As author and journalist Sue Halpern explains, “Our elections are run locally. There’s no national election system. It’s up to the counties and the election officials in those counties — they get to decide how we vote, what machines we use. ... Paper ballots, [votes from] electronic machines, touchscreen computers … all of the votes go to a central location.”
Three main vendors run the vast majority of election machinery in this country: Dominion Voting, Elections System & Software, and Hart. They don’t reveal anything about how their systems work, because it’s all proprietary. (All three companies declined to be interviewed for the doc.) It would be an understatement to say “Kill Chain” makes the case these machines are hardly tamper-proof.
Time and again, the experts say when government officials proclaim “there’s no evidence votes were changed” in a particular election, they’re missing the point. The goal of the bad actor is to cause chaos — often between cycles, not during the actual election.

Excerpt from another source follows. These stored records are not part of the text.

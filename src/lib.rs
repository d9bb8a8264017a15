//! droid-login - Deterministic app login driven through an accessibility snapshot.
//!
//! This crate provides:
//! - A login state machine (launch, credentials, submit, two-factor, classification)
//! - A bounded polling primitive that re-reads the screen until it settles
//! - Time-based one-time code generation for two-factor challenges
//! - Ordered keyword classification of the final screen
//! - An adb-backed device client and a scripted device for tests
//!
//! # Example
//!
//! ```rust,no_run
//! use droid_login::{AdbDevice, Credentials, config, execute};
//!
//! # async fn demo() {
//! let cfg = config::get();
//! let device = AdbDevice::new(cfg.adb.clone());
//! let creds = Credentials::new("user@example.com", "password", "JBSWY3DPEHPK3PXP", "com.example.app");
//! let report = execute(&device, &creds, &cfg.engine).await;
//! println!("{}", report.outcome);
//! # }
//! ```

pub mod classify;
pub mod config;
pub mod device;
pub mod logging;
pub mod login;
pub mod otp;
pub mod runner;
pub mod wait;

// Re-export runner types
pub use runner::{RunReport, RunResult, execute};

// Re-export login types
pub use login::{Credentials, LoginError, LoginMachine, LoginResult, LoginState};

// Re-export device types and clients
pub use device::{
    AdbDevice, Device, DeviceAction, DeviceError, DeviceResult, ScriptedDevice, Snapshot, UiElement,
};

// Re-export the polling primitive and classifier
pub use classify::classify;
pub use config::{EngineSettings, LoginLayout, PollPolicy, Timings};
pub use wait::{WaitOutcome, wait_until};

“Malware can infect machines between election cycles,” says one expert. “It would be very easy to write a piece of software into [an American voting machine] that would silently change votes as they come in and there would be no evidence [of it happening]. This is a relatively simple machine. It wouldn’t be hard to remove traces it had been tampered with.”
Case in point: In an election in a heavily Democratic precinct in Georgia, there were seven machines. Six machines showed easy wins for Democrats in every statewide race. One showed Republicans winning every race by a large majority. A study found that mathematically, there was less than a one in a million chance of that happening.
Sometimes the numbers add up in a way that doesn’t add up.